35 Killed in Bombings, 73 Wounded;
Petraeus Leaves Iraq Better than He Found It
In Baladruz, in Diyala Province east of Baghdad, a female suicide bomber attacked a homecoming party for an Iraqi soldier just released from nearly a year of detention in a US prison in Iraq. The bombing killed 22 persons and wounded 33. The returning prisoner, Ahmad Shukri al-Tamimi, appears to have been a Shiite who was accused of fighting for Iran-backed militias. Likely he was killed by a Sunni group such as the Islamic State of Iraq or the 1920 Revolution Brigades. The bombing killed a number of high-ranking police officers in Baladruz,who were at the party. A lot of police in Diyala are Shiite because the Islamic Supreme Council of Iraq led by Abdul Aziz al-Hakim won the provincial elections there in January, 2005. Diyala is though to actually have a Sunni majority.
In Baghdad, guerrillas set off 2 bombs near the passport office, killing 13 people and wounding 40, about half of them police.
Gen. David Petraeus is leaving Iraq, refusing to engage in glib talk of victory, and providing the best rationale for deploying politics to end the war I've heard:
' In a telephone interview with The Associated Press on Sunday, Petraeus said experience in Iraq shows it will take political and economic progress as well as military action to tackle increased violence in Afghanistan. "You don't kill or capture your way out of an industrial strength insurgency," he said.'
I hope the next president is listening.
Petraeus has great virtues as a commander, the chief of which in my view is that he genuinely cares about people. He really, really wanted to stop shoppers in bazaars from being blown to bits, and by God if he didn't in fact cut down on that sort of thing. He is too smart to think the 'surge' did it all, and knows that the situation is still fragile. Another of his virtues is that he understands the need to deal with people where they are. He did not try to ignore or crush the Sunnis and the Sadrists. He dealt with them. A lot of supporters of the Da`wa Party and the Islamic Supreme Council of Iraq, both fundamentalist Shiite parties, are annoyed with him for striking those deals, because they are convinced that they can crush their enemies. And as long as the new Iraqi government has that attitude, the peace is fragile indeed.

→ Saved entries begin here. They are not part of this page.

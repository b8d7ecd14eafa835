// Metadata table access

pub mod repository;

use async_trait::async_trait;
use shared::BackendResult;

use crate::models::Material;

pub use repository::PostgrestRepository;

#[cfg_attr(test, mockall::automock)]
#[async_trait]
pub trait MaterialRepository: Send + Sync {
    /// Insert a row and return it as stored
    async fn insert(&self, material: &Material) -> BackendResult<Material>;

    /// All rows, newest first
    async fn list(&self) -> BackendResult<Vec<Material>>;

    /// Exactly one row by id; no match is `BackendError::NotFound`
    async fn find_by_id(&self, id: &str) -> BackendResult<Material>;

    async fn delete(&self, id: &str) -> BackendResult<()>;
}
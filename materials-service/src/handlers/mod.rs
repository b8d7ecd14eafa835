use axum::http::StatusCode;

use crate::models::ApiError;

pub mod download;
pub mod health;
pub mod upload;
pub mod validation;

/// OPTIONS: empty 200, CORS headers come from the route's layer
pub async fn preflight() -> StatusCode {
    StatusCode::OK
}

pub async fn method_not_allowed() -> ApiError {
    ApiError::MethodNotAllowed
}
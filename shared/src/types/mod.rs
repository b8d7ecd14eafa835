//! Shared type definitions for the materials backend

pub mod error;

pub use error::{BackendError, BackendResult};
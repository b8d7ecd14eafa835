//! Errors raised while talking to the hosted storage and database APIs

use serde::Deserialize;
use serde_json::Value;
use thiserror::Error;

/// Failure of a single backend call.
///
/// `NotFound` is reserved for "no such row or object" outcomes that a
/// caller has recognised as such. A bare HTTP 404 stays an `Api` error,
/// since PostgREST also answers 404 for a missing table.
///
/// The `Display` output is the bare backend message so that handlers can
/// embed it in their own error envelopes.
#[derive(Debug, Error)]
pub enum BackendError {
    #[error("{0}")]
    NotFound(String),

    #[error("{0}")]
    Conflict(String),

    #[error("{message}")]
    Api { status: u16, message: String },

    #[error("{0}")]
    Transport(String),

    #[error("{0}")]
    Decode(String),
}

pub type BackendResult<T> = Result<T, BackendError>;

/// Error body shapes returned by the storage API and PostgREST.
#[derive(Debug, Default, Deserialize)]
struct ErrorBody {
    /// The storage API sends this as a string or a number depending on the route
    #[serde(rename = "statusCode")]
    status_code: Option<Value>,
    code: Option<String>,
    message: Option<String>,
    error: Option<String>,
    msg: Option<String>,
}

impl BackendError {
    /// Build an error from a non-success HTTP response.
    pub fn from_response(status: u16, body: &str) -> Self {
        let parsed: ErrorBody = serde_json::from_str(body).unwrap_or_default();

        // The storage API reports some failures as 400 with the real code in the body
        let effective_status = parsed
            .status_code
            .as_ref()
            .and_then(status_from_value)
            .unwrap_or(status);

        let message = parsed
            .message
            .or(parsed.msg)
            .or(parsed.error)
            .or(parsed.code)
            .filter(|m| !m.is_empty())
            .unwrap_or_else(|| {
                let trimmed = body.trim();
                if trimmed.is_empty() {
                    format!("backend responded with HTTP {}", status)
                } else {
                    trimmed.to_string()
                }
            });

        match effective_status {
            409 => BackendError::Conflict(message),
            _ => BackendError::Api {
                status: effective_status,
                message,
            },
        }
    }

    pub fn is_not_found(&self) -> bool {
        matches!(self, BackendError::NotFound(_))
    }

    pub fn http_status_code(&self) -> u16 {
        match self {
            BackendError::NotFound(_) => 404,
            BackendError::Conflict(_) => 409,
            BackendError::Api { status, .. } => *status,
            BackendError::Transport(_) => 502,
            BackendError::Decode(_) => 502,
        }
    }
}

fn status_from_value(value: &Value) -> Option<u16> {
    match value {
        Value::Number(n) => n.as_u64().and_then(|n| u16::try_from(n).ok()),
        Value::String(s) => s.trim().parse().ok(),
        _ => None,
    }
}

impl From<reqwest::Error> for BackendError {
    fn from(err: reqwest::Error) -> Self {
        if err.is_decode() {
            BackendError::Decode(err.to_string())
        } else {
            BackendError::Transport(err.to_string())
        }
    }
}

impl From<serde_json::Error> for BackendError {
    fn from(err: serde_json::Error) -> Self {
        BackendError::Decode(err.to_string())
    }
}

#[cfg(test)]
mod tests {
    use super::*;

    #[test]
    fn test_storage_duplicate_maps_to_conflict() {
        let body = r#"{"statusCode":"409","error":"Duplicate","message":"The resource already exists"}"#;
        let err = BackendError::from_response(400, body);

        assert!(matches!(err, BackendError::Conflict(_)));
        assert_eq!(err.to_string(), "The resource already exists");
        assert_eq!(err.http_status_code(), 409);
    }

    #[test]
    fn test_numeric_status_code_in_body() {
        let body = r#"{"statusCode":409,"error":"Duplicate","message":"The resource already exists"}"#;
        let err = BackendError::from_response(400, body);

        assert!(matches!(err, BackendError::Conflict(_)));
        assert_eq!(err.to_string(), "The resource already exists");
    }

    #[test]
    fn test_missing_table_is_not_a_missing_row() {
        let body = r#"{"code":"42P01","details":null,"hint":null,"message":"relation \"public.materials\" does not exist"}"#;
        let err = BackendError::from_response(404, body);

        assert!(!err.is_not_found());
        assert!(matches!(err, BackendError::Api { status: 404, .. }));
        assert_eq!(err.to_string(), "relation \"public.materials\" does not exist");
    }

    #[test]
    fn test_non_json_body_is_used_verbatim() {
        let err = BackendError::from_response(502, "  Bad Gateway  ");
        assert_eq!(err.to_string(), "Bad Gateway");

        let err = BackendError::from_response(500, "");
        assert_eq!(err.to_string(), "backend responded with HTTP 500");
        assert_eq!(err.http_status_code(), 500);
    }
}
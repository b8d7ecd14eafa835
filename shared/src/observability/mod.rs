//! Observability utilities
//!
//! Provides the structured logging setup used by every service binary

pub mod logging;

pub use logging::*;

use thiserror::Error;

#[derive(Debug, Error)]
pub enum ObservabilityError {
    #[error("Logging setup error: {0}")]
    Logging(String),
}

pub type ObservabilityResult<T> = Result<T, ObservabilityError>;
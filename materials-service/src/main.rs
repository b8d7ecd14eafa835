use anyhow::Result;
use shared::observability::{init_logging, LogConfig};
use std::{net::SocketAddr, sync::Arc};

mod config;
mod db;
mod handlers;
mod models;
mod routes;
mod storage;
mod supabase;

#[cfg(test)]
mod testing;

use config::{Config, MaterialsConfig};
use db::{MaterialRepository, PostgrestRepository};
use storage::{ObjectStorage, SupabaseStorage};
use supabase::SupabaseClient;

/// Application state shared across handlers
#[derive(Clone)]
pub struct AppState {
    pub storage: Arc<dyn ObjectStorage>,
    pub repository: Arc<dyn MaterialRepository>,
    pub settings: Arc<MaterialsConfig>,
}

#[tokio::main]
async fn main() -> Result<()> {
    let config = Config::from_env()?;

    init_logging(LogConfig {
        level: config.logging.level,
        format: config.logging.format,
        service_name: "materials-service".to_string(),
        ..Default::default()
    })?;

    tracing::info!("Starting Materials Service...");
    config.validate()?;

    let client = SupabaseClient::new(&config.supabase)?;
    tracing::info!("Supabase client initialized for {}", config.supabase.url);

    let state = AppState {
        storage: Arc::new(SupabaseStorage::new(client.clone(), &config.supabase.bucket)),
        repository: Arc::new(PostgrestRepository::new(client, &config.supabase.table)),
        settings: Arc::new(config.materials.clone()),
    };

    let app = routes::router(state);

    let addr: SocketAddr = format!("{}:{}", config.server.host, config.server.port).parse()?;
    tracing::info!("Materials Service listening on {}", addr);

    let listener = tokio::net::TcpListener::bind(addr).await?;
    axum::serve(listener, app)
        .with_graceful_shutdown(shutdown_signal())
        .await?;

    tracing::info!("Materials Service stopped");
    Ok(())
}

async fn shutdown_signal() {
    if let Err(e) = tokio::signal::ctrl_c().await {
        tracing::error!("Failed to listen for shutdown signal: {}", e);
        std::future::pending::<()>().await;
    }
    tracing::info!("Shutdown signal received");
}
use axum::{
    extract::{Query, State},
    Json,
};

use crate::models::{ApiError, ApiResult, DownloadResponse, MaterialQuery};
use crate::AppState;

/// GET: short-lived signed URL for a material's blob
pub async fn download_material(
    State(state): State<AppState>,
    Query(query): Query<MaterialQuery>,
) -> ApiResult<Json<DownloadResponse>> {
    let id = query.id().ok_or_else(ApiError::missing_id)?;

    // Any lookup failure is reported as not found
    let material = state.repository.find_by_id(id).await.map_err(|e| {
        tracing::warn!("Material {} not available for download: {}", id, e);
        ApiError::material_not_found()
    })?;

    let ttl = state.settings.signed_url_ttl_seconds;
    let download_url = state
        .storage
        .create_signed_url(&material.file_path, ttl)
        .await
        .map_err(|e| {
            tracing::error!(
                backend_status = e.http_status_code(),
                "Failed to sign URL for {}: {}",
                material.file_path,
                e
            );
            ApiError::Internal(e.to_string())
        })?;

    tracing::info!("Issued download URL for material {} (valid {}s)", id, ttl);

    Ok(Json(DownloadResponse {
        download_url,
        file_name: material.name,
        size: material.size,
    }))
}
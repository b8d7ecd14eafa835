/// Configuration for the materials service
///
/// Everything is read from environment variables (a `.env` file is loaded
/// first if present). Only the Supabase endpoint and key are required.

use anyhow::{bail, Context, Result};
use shared::observability::{LogFormat, LogLevel};
use std::env;

#[derive(Debug, Clone)]
pub struct Config {
    pub server: ServerConfig,
    pub supabase: SupabaseConfig,
    pub materials: MaterialsConfig,
    pub logging: LoggingConfig,
}

impl Config {
    /// Load configuration from environment variables
    pub fn from_env() -> Result<Self> {
        dotenvy::dotenv().ok();

        Ok(Self {
            server: ServerConfig::from_env()?,
            supabase: SupabaseConfig::from_env()?,
            materials: MaterialsConfig::from_env()?,
            logging: LoggingConfig::from_env()?,
        })
    }

    pub fn validate(&self) -> Result<()> {
        self.supabase.validate()?;
        self.materials.validate()?;
        Ok(())
    }
}

#[derive(Debug, Clone)]
pub struct ServerConfig {
    pub host: String,
    pub port: u16,
}

impl ServerConfig {
    fn from_env() -> Result<Self> {
        Ok(Self {
            host: env::var("SERVER_HOST").unwrap_or_else(|_| "0.0.0.0".to_string()),
            port: env::var("SERVER_PORT")
                .unwrap_or_else(|_| "8888".to_string())
                .parse()
                .context("Invalid SERVER_PORT")?,
        })
    }
}

/// Connection settings for the hosted storage + database platform
#[derive(Debug, Clone)]
pub struct SupabaseConfig {
    pub url: String,
    pub anon_key: String,
    pub bucket: String,
    pub table: String,
    pub timeout_seconds: u64,
}

impl SupabaseConfig {
    fn from_env() -> Result<Self> {
        Ok(Self {
            url: env::var("SUPABASE_URL").context("SUPABASE_URL must be set")?,
            anon_key: env::var("SUPABASE_ANON_KEY").context("SUPABASE_ANON_KEY must be set")?,
            bucket: env::var("MATERIALS_BUCKET").unwrap_or_else(|_| "eml-materials".to_string()),
            table: env::var("MATERIALS_TABLE").unwrap_or_else(|_| "materials".to_string()),
            timeout_seconds: env::var("BACKEND_TIMEOUT_SECONDS")
                .unwrap_or_else(|_| "30".to_string())
                .parse()
                .context("Invalid BACKEND_TIMEOUT_SECONDS")?,
        })
    }

    fn validate(&self) -> Result<()> {
        if !(self.url.starts_with("http://") || self.url.starts_with("https://")) {
            bail!("SUPABASE_URL must be an http(s) URL, got '{}'", self.url);
        }
        if self.anon_key.trim().is_empty() {
            tracing::warn!("SUPABASE_ANON_KEY is empty; backend calls will be rejected");
        }
        if self.bucket.is_empty() || self.table.is_empty() {
            bail!("Bucket and table names must not be empty");
        }
        if self.timeout_seconds == 0 {
            bail!("BACKEND_TIMEOUT_SECONDS must be greater than zero");
        }
        Ok(())
    }
}

/// Settings the request handlers read on every call
#[derive(Debug, Clone)]
pub struct MaterialsConfig {
    /// Folder inside the bucket that receives uploads
    pub prefix: String,
    pub max_upload_bytes: usize,
    pub signed_url_ttl_seconds: u64,
}

impl Default for MaterialsConfig {
    fn default() -> Self {
        Self {
            prefix: "materials".to_string(),
            max_upload_bytes: 10 * 1024 * 1024,
            signed_url_ttl_seconds: 300,
        }
    }
}

impl MaterialsConfig {
    fn from_env() -> Result<Self> {
        let defaults = Self::default();

        Ok(Self {
            prefix: env::var("MATERIALS_PREFIX").unwrap_or(defaults.prefix),
            max_upload_bytes: match env::var("MAX_UPLOAD_BYTES") {
                Ok(v) => v.parse().context("Invalid MAX_UPLOAD_BYTES")?,
                Err(_) => defaults.max_upload_bytes,
            },
            signed_url_ttl_seconds: match env::var("SIGNED_URL_TTL_SECONDS") {
                Ok(v) => v.parse().context("Invalid SIGNED_URL_TTL_SECONDS")?,
                Err(_) => defaults.signed_url_ttl_seconds,
            },
        })
    }

    fn validate(&self) -> Result<()> {
        if self.prefix.is_empty() || self.prefix.contains('/') {
            bail!("MATERIALS_PREFIX must be a single non-empty path segment");
        }
        if self.max_upload_bytes == 0 {
            bail!("MAX_UPLOAD_BYTES must be greater than zero");
        }
        if self.signed_url_ttl_seconds == 0 {
            bail!("SIGNED_URL_TTL_SECONDS must be greater than zero");
        }
        Ok(())
    }
}

#[derive(Debug, Clone)]
pub struct LoggingConfig {
    pub level: LogLevel,
    pub format: LogFormat,
}

impl LoggingConfig {
    fn from_env() -> Result<Self> {
        Ok(Self {
            level: env::var("LOG_LEVEL")
                .unwrap_or_else(|_| "info".to_string())
                .parse()?,
            format: env::var("LOG_FORMAT")
                .unwrap_or_else(|_| "pretty".to_string())
                .parse()?,
        })
    }
}
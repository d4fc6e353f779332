use std::collections::BTreeSet;

use serde::Serialize;

use crate::models::Weekday;
use crate::planner::constants::{
    DEFAULT_ADULTS, DEFAULT_BUDGET, DEFAULT_CALORIE_TARGET, DEFAULT_COOKING_TIME,
    DEFAULT_DELIVERY_DAY, DEFAULT_KIDS,
};

/// In-progress preference selections.
///
/// Fields are read through accessors; changes go through the transitions in
/// `state::draft` so range constraints hold at all times.
#[derive(Debug, Clone, PartialEq, Eq, Serialize)]
pub struct PreferencesDraft {
    pub(crate) goal: String,
    pub(crate) dietary_restrictions: BTreeSet<String>,
    pub(crate) allergies: BTreeSet<String>,
    pub(crate) cuisine_preferences: BTreeSet<String>,
    pub(crate) adults: u32,
    pub(crate) kids: u32,
    pub(crate) cooking_time: u32,
    pub(crate) calorie_target: u32,
    pub(crate) budget: u32,
    pub(crate) delivery_day: Weekday,
}

impl Default for PreferencesDraft {
    fn default() -> Self {
        Self {
            goal: String::new(),
            dietary_restrictions: BTreeSet::new(),
            allergies: BTreeSet::new(),
            cuisine_preferences: BTreeSet::new(),
            adults: DEFAULT_ADULTS,
            kids: DEFAULT_KIDS,
            cooking_time: DEFAULT_COOKING_TIME,
            calorie_target: DEFAULT_CALORIE_TARGET,
            budget: DEFAULT_BUDGET,
            delivery_day: DEFAULT_DELIVERY_DAY,
        }
    }
}

impl PreferencesDraft {
    pub fn goal(&self) -> &str {
        &self.goal
    }

    pub fn dietary_restrictions(&self) -> &BTreeSet<String> {
        &self.dietary_restrictions
    }

    pub fn allergies(&self) -> &BTreeSet<String> {
        &self.allergies
    }

    pub fn cuisine_preferences(&self) -> &BTreeSet<String> {
        &self.cuisine_preferences
    }

    pub fn adults(&self) -> u32 {
        self.adults
    }

    pub fn kids(&self) -> u32 {
        self.kids
    }

    /// Maximum cooking time per meal, in minutes.
    pub fn cooking_time(&self) -> u32 {
        self.cooking_time
    }

    pub fn calorie_target(&self) -> u32 {
        self.calorie_target
    }

    /// Weekly grocery budget in whole currency units.
    pub fn budget(&self) -> u32 {
        self.budget
    }

    pub fn delivery_day(&self) -> Weekday {
        self.delivery_day
    }

    /// Total people to cook for.
    pub fn servings(&self) -> u32 {
        self.adults + self.kids
    }
}

/// A draft that has been submitted and can no longer change.
#[derive(Debug, Clone, PartialEq, Eq, Serialize)]
pub struct SubmittedPreferences(PreferencesDraft);

impl SubmittedPreferences {
    pub(crate) fn new(draft: PreferencesDraft) -> Self {
        Self(draft)
    }
}

impl std::ops::Deref for SubmittedPreferences {
    type Target = PreferencesDraft;

    fn deref(&self) -> &Self::Target {
        &self.0
    }
}
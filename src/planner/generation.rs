use std::time::Duration;

use async_trait::async_trait;
use tokio_util::sync::CancellationToken;

use crate::error::{PlannerError, Result};
use crate::models::{MealPlan, SubmittedPreferences};

/// Turns submitted preferences into a week of suggestions.
///
/// Implementations answer once per call. A failure is reported as
/// `PlannerError::GenerationFailed`.
#[async_trait]
pub trait MealPlanGenerator: Send + Sync {
    async fn generate(&self, preferences: &SubmittedPreferences) -> Result<MealPlan>;
}

/// Stand-in generator: waits, then hands back a fixed plan.
#[derive(Debug, Clone)]
pub struct SimulatedGenerator {
    plan: MealPlan,
    delay: Duration,
}

impl SimulatedGenerator {
    pub fn new(plan: MealPlan, delay: Duration) -> Self {
        Self { plan, delay }
    }
}

#[async_trait]
impl MealPlanGenerator for SimulatedGenerator {
    async fn generate(&self, preferences: &SubmittedPreferences) -> Result<MealPlan> {
        tracing::debug!(
            goal = preferences.goal(),
            servings = preferences.servings(),
            calorie_target = preferences.calorie_target(),
            delay_ms = self.delay.as_millis() as u64,
            "simulating meal plan generation"
        );
        tokio::time::sleep(self.delay).await;
        Ok(self.plan.clone())
    }
}

/// Ask `generator` for a plan, giving up on timeout or cancellation.
///
/// Cancellation wins over a completion that lands at the same moment, so a
/// cancelled request never yields a plan.
pub async fn request_plan(
    generator: &dyn MealPlanGenerator,
    preferences: &SubmittedPreferences,
    timeout: Duration,
    cancel: &CancellationToken,
) -> Result<MealPlan> {
    tracing::info!(timeout_ms = timeout.as_millis() as u64, "requesting meal plan");

    tokio::select! {
        biased;
        _ = cancel.cancelled() => {
            tracing::info!("meal plan request cancelled");
            Err(PlannerError::GenerationCancelled)
        }
        outcome = tokio::time::timeout(timeout, generator.generate(preferences)) => match outcome {
            Ok(Ok(plan)) => {
                tracing::info!(
                    days = plan.day_count(),
                    meals = plan.meal_count(),
                    "meal plan generated"
                );
                Ok(plan)
            }
            Ok(Err(e)) => {
                tracing::warn!(error = %e, "meal plan generation failed");
                Err(e)
            }
            Err(_) => {
                tracing::warn!(timeout_ms = timeout.as_millis() as u64, "meal plan generation timed out");
                Err(PlannerError::GenerationTimedOut(timeout.as_millis() as u64))
            }
        }
    }
}
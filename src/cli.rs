use std::path::PathBuf;

use clap::{Parser, Subcommand};

use crate::planner::constants::{GENERATION_TIMEOUT, SIMULATED_GENERATION_DELAY};
use crate::planner::{DayFilter, MealTypeFilter};

/// Weekly meal planner: set preferences, review suggested recipes, then the grocery list.
#[derive(Parser, Debug)]
#[command(name = "meal_planner")]
#[command(author, version, about, long_about = None)]
pub struct Cli {
    #[command(subcommand)]
    pub command: Option<Command>,

    /// JSON file with a meal plan to use instead of the built-in sample week.
    #[arg(long, global = true)]
    pub plan: Option<PathBuf>,

    /// JSON file with a grocery list to use instead of the built-in sample list.
    #[arg(long, global = true)]
    pub groceries: Option<PathBuf>,
}

#[derive(Subcommand, Debug)]
pub enum Command {
    /// Fill in the preferences form, generate a plan and review it.
    Preferences {
        /// Simulated generation delay in milliseconds.
        #[arg(long, default_value_t = SIMULATED_GENERATION_DELAY.as_millis() as u64)]
        delay_ms: u64,

        /// Give up on generation after this many seconds.
        #[arg(long, default_value_t = GENERATION_TIMEOUT.as_secs())]
        timeout_secs: u64,
    },

    /// Show recipe suggestions for the week.
    Suggestions {
        /// Day to show ("All" or a weekday).
        #[arg(long, default_value = "All")]
        day: DayFilter,

        /// Meal type to show ("All", Breakfast, Lunch, Dinner or Snack).
        #[arg(long, default_value = "All")]
        meal_type: MealTypeFilter,

        /// Accept a recipe by id (repeatable).
        #[arg(long = "accept", value_name = "RECIPE_ID")]
        accept: Vec<String>,

        /// Accept every recipe in the plan.
        #[arg(long)]
        accept_all: bool,

        /// Request a different suggestion for a recipe (repeatable).
        #[arg(long = "reject", value_name = "RECIPE_ID")]
        reject: Vec<String>,

        /// Show details for a recipe.
        #[arg(long, value_name = "RECIPE_ID")]
        view: Option<String>,

        /// Review the suggestions interactively.
        #[arg(short, long)]
        interactive: bool,
    },

    /// Review the grocery list.
    Groceries {
        /// Adjust a quantity, e.g. `2=+1` or `1=-3` (repeatable).
        #[arg(long = "adjust", value_name = "ID=DELTA", value_parser = parse_adjustment)]
        adjust: Vec<(String, i64)>,

        /// Prefer organic products.
        #[arg(long)]
        organic_only: bool,

        /// Preferred brands, comma separated.
        #[arg(long, default_value = "")]
        brands: String,

        /// Do not allow substitutions.
        #[arg(long)]
        no_substitutes: bool,

        /// Write the order sheet to this CSV file.
        #[arg(long, value_name = "PATH")]
        export: Option<PathBuf>,
    },
}

impl Default for Command {
    fn default() -> Self {
        Command::Preferences {
            delay_ms: SIMULATED_GENERATION_DELAY.as_millis() as u64,
            timeout_secs: GENERATION_TIMEOUT.as_secs(),
        }
    }
}

/// Parse `ID=DELTA`, where delta may carry a sign.
pub fn parse_adjustment(s: &str) -> Result<(String, i64), String> {
    let (id, delta) = s
        .split_once('=')
        .ok_or_else(|| format!("expected ID=DELTA, got '{}'", s))?;

    let id = id.trim();
    if id.is_empty() {
        return Err(format!("missing item id in '{}'", s));
    }

    let delta = delta.trim();
    let delta: i64 = delta
        .strip_prefix('+')
        .unwrap_or(delta)
        .parse()
        .map_err(|_| format!("'{}' is not a whole number", delta))?;

    Ok((id.to_string(), delta))
}

#[cfg(test)]
mod tests {
    use super::*;

    #[test]
    fn test_parse_adjustment() {
        assert_eq!(parse_adjustment("2=+1").unwrap(), ("2".to_string(), 1));
        assert_eq!(parse_adjustment("1=-3").unwrap(), ("1".to_string(), -3));
        assert_eq!(parse_adjustment(" 7 = 4 ").unwrap(), ("7".to_string(), 4));
        assert!(parse_adjustment("2").is_err());
        assert!(parse_adjustment("=1").is_err());
        assert!(parse_adjustment("2=lots").is_err());
    }

    #[test]
    fn test_cli_parses_suggestion_filters() {
        let cli = Cli::parse_from([
            "meal_planner",
            "suggestions",
            "--day",
            "friday",
            "--meal-type",
            "dinner",
            "--accept",
            "r-1",
            "--accept",
            "r-2",
        ]);
        match cli.command {
            Some(Command::Suggestions {
                day,
                meal_type,
                accept,
                ..
            }) => {
                assert_eq!(day, DayFilter::Day(crate::models::Weekday::Friday));
                assert_eq!(meal_type, MealTypeFilter::Only(crate::models::MealType::Dinner));
                assert_eq!(accept, vec!["r-1", "r-2"]);
            }
            other => panic!("unexpected command: {:?}", other),
        }
    }

    #[test]
    fn test_cli_rejects_unknown_day() {
        assert!(Cli::try_parse_from(["meal_planner", "suggestions", "--day", "Caturday"]).is_err());
    }
}
use thiserror::Error;

#[derive(Debug, Error)]
pub enum PlannerError {
    #[error("Recipe not found: {0}")]
    UnknownRecipe(String),

    #[error("Unknown day: {0}")]
    UnknownDay(String),

    #[error("Invalid filter: {0}")]
    InvalidFilter(String),

    #[error("Unknown preference field: {0}")]
    UnknownField(String),

    #[error("Invalid input: {0}")]
    InvalidInput(String),

    #[error("Day {0} has no meals")]
    EmptyDay(String),

    #[error("Meal plan generation failed: {0}")]
    GenerationFailed(String),

    #[error("Meal plan generation timed out after {0} ms")]
    GenerationTimedOut(u64),

    #[error("Meal plan generation was cancelled")]
    GenerationCancelled,

    #[error("IO error: {0}")]
    Io(#[from] std::io::Error),

    #[error("JSON error: {0}")]
    Json(#[from] serde_json::Error),

    #[error("Prompt error: {0}")]
    Prompt(#[from] dialoguer::Error),

    #[error("CSV error: {0}")]
    Csv(#[from] csv::Error),
}

pub type Result<T> = std::result::Result<T, PlannerError>;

Of course, he's a general so you also have to expect him to act like one, i.e to kill the enemy. We won't know for some time all the on-the-ground policies he deployed, and of course Bob Woodward intimated that he presided over a Phoenix Project-like dirty war of assassination of Sunni insurgents. My own guess is that even if such a tactic was pursued, it was the politicking that made the real difference.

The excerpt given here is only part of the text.